**What to produce:** Scan the records below, and wherever a line has the word "AbstractSource", pull it out.

**Stored records:**

------------

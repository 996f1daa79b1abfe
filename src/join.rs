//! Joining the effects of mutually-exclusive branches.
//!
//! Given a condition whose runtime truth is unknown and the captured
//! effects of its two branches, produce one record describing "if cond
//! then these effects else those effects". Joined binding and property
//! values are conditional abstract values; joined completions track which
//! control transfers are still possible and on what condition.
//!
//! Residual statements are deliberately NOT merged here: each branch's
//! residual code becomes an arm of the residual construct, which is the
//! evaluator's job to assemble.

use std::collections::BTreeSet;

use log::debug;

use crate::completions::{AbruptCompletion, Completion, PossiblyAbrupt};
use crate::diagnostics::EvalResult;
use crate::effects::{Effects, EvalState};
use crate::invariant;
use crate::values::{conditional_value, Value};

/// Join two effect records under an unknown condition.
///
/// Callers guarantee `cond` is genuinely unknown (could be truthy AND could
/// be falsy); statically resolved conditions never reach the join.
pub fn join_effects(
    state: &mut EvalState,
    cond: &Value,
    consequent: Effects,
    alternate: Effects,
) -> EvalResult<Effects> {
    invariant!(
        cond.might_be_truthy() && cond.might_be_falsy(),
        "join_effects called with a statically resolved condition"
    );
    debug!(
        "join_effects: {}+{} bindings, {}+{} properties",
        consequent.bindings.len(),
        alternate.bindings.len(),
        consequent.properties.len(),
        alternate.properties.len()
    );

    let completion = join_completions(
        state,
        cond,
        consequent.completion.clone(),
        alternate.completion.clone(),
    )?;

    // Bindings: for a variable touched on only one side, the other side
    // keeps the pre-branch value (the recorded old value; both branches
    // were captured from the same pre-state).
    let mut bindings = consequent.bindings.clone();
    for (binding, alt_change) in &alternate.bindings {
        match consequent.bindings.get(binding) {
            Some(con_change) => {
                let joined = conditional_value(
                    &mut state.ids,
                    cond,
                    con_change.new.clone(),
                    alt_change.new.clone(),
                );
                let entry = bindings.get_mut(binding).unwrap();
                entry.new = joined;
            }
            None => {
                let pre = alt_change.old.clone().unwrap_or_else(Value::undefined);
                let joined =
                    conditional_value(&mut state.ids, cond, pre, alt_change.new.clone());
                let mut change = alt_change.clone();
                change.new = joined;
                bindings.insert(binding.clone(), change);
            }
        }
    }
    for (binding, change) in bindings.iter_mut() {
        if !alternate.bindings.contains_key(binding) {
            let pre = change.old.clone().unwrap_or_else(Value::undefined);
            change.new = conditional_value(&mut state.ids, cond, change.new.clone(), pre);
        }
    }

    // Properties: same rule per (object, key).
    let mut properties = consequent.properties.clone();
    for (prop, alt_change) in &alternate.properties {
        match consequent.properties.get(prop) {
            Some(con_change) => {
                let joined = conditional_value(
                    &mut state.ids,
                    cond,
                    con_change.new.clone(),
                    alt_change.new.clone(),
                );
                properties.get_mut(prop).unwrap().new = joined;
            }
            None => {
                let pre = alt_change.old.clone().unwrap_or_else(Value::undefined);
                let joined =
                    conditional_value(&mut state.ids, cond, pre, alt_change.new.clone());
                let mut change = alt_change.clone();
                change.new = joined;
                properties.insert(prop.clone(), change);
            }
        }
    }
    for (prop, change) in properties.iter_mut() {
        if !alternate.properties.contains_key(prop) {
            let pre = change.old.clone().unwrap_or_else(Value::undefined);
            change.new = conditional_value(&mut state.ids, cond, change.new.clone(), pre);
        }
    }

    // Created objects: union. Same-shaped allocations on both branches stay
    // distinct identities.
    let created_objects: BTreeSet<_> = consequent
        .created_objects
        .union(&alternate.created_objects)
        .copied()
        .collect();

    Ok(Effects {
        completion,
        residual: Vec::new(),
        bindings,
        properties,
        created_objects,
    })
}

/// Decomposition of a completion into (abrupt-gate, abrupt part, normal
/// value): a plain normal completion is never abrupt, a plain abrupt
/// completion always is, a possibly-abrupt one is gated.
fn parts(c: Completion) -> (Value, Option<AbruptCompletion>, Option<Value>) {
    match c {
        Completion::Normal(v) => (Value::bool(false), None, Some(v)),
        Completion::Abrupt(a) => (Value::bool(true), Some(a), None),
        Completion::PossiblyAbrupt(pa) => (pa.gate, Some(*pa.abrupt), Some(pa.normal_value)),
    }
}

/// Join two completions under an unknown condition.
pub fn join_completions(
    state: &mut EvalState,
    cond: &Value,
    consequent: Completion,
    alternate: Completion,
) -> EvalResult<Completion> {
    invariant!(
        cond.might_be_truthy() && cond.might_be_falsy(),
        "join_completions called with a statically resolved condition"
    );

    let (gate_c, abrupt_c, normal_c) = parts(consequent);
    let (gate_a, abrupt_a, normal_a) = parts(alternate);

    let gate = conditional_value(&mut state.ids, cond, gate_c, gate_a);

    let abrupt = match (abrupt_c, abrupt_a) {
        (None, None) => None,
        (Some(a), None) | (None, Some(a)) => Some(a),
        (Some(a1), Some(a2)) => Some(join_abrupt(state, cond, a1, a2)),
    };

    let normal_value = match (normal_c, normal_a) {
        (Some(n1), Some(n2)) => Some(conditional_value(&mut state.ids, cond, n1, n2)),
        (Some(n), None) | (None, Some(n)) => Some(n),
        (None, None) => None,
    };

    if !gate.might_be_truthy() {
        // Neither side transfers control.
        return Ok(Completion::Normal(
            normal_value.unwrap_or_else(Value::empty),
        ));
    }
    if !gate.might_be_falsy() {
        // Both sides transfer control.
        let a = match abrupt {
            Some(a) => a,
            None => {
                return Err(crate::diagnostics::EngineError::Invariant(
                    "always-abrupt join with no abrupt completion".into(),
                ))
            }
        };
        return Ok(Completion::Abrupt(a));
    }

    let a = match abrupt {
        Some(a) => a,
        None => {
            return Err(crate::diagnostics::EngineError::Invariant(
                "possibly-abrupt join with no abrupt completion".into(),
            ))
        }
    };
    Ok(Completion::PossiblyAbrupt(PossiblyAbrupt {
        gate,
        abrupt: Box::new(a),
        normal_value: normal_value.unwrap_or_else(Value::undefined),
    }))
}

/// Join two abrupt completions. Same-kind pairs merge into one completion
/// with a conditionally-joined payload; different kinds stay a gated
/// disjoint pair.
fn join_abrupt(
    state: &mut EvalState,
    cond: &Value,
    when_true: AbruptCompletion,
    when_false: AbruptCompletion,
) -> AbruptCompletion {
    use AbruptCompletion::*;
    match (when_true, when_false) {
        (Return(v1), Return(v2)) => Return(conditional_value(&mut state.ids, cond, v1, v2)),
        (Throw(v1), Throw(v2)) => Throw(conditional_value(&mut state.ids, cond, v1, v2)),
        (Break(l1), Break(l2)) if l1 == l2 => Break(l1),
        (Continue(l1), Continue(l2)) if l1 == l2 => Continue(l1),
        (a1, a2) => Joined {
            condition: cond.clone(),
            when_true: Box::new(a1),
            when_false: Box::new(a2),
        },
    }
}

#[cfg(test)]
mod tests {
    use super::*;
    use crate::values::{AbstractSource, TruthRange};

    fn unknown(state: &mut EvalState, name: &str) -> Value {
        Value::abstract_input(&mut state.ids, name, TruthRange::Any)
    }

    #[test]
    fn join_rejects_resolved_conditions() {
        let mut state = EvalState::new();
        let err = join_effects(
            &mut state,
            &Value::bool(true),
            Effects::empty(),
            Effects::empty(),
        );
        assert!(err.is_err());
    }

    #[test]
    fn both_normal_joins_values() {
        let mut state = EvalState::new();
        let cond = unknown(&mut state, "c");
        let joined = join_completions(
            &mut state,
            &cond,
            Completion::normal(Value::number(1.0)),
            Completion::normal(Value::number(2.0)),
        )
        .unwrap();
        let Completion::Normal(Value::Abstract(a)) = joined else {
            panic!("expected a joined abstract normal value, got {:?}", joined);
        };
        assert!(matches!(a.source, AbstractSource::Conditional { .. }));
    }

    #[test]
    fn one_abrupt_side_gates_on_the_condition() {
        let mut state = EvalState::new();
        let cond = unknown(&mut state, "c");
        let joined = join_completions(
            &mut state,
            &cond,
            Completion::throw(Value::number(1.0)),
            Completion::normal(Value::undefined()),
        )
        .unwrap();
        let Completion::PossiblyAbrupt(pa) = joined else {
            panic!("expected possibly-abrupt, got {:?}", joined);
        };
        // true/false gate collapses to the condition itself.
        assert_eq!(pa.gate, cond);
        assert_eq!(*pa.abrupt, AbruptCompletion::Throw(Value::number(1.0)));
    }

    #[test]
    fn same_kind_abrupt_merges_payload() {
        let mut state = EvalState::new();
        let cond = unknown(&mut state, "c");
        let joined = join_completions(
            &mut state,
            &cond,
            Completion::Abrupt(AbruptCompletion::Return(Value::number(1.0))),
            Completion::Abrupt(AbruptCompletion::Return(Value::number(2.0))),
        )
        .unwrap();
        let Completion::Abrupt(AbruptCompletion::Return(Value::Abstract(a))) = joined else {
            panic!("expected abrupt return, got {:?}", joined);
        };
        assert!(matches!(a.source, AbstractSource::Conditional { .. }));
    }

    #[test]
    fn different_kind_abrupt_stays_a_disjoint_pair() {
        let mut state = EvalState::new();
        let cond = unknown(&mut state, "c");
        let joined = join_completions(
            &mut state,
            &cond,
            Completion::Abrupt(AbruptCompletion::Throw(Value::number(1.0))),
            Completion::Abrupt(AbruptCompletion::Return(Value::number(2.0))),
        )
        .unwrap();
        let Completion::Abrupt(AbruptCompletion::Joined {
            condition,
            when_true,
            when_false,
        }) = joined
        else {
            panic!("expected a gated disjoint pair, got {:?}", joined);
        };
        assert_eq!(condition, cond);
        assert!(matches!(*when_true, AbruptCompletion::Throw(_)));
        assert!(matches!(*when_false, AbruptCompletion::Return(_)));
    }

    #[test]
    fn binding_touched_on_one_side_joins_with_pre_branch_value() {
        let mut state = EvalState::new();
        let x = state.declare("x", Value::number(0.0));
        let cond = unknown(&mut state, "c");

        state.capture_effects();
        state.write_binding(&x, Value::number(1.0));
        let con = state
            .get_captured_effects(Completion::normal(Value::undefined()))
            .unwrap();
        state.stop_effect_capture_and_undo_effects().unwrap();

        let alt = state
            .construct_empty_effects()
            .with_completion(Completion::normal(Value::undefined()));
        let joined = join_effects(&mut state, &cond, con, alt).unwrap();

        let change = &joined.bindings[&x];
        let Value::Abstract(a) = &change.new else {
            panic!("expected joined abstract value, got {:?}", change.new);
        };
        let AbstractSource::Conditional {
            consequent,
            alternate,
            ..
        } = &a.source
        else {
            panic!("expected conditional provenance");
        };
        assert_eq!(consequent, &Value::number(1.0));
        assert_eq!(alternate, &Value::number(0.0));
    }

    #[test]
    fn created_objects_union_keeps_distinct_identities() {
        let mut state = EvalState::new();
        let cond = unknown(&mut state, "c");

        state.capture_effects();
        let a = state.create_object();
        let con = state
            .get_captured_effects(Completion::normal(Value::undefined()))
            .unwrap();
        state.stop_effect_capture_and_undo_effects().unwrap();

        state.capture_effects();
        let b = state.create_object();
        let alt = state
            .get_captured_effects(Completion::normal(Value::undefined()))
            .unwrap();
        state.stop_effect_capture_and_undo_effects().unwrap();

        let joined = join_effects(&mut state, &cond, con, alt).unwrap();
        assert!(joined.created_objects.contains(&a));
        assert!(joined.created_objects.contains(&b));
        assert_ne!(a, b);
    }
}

------------

**Result of this task:**
    use crate::values::{AbstractSource, TruthRange};
        assert!(matches!(a.source, AbstractSource::Conditional { .. }));
        assert!(matches!(a.source, AbstractSource::Conditional { .. }));
        let AbstractSource::Conditional {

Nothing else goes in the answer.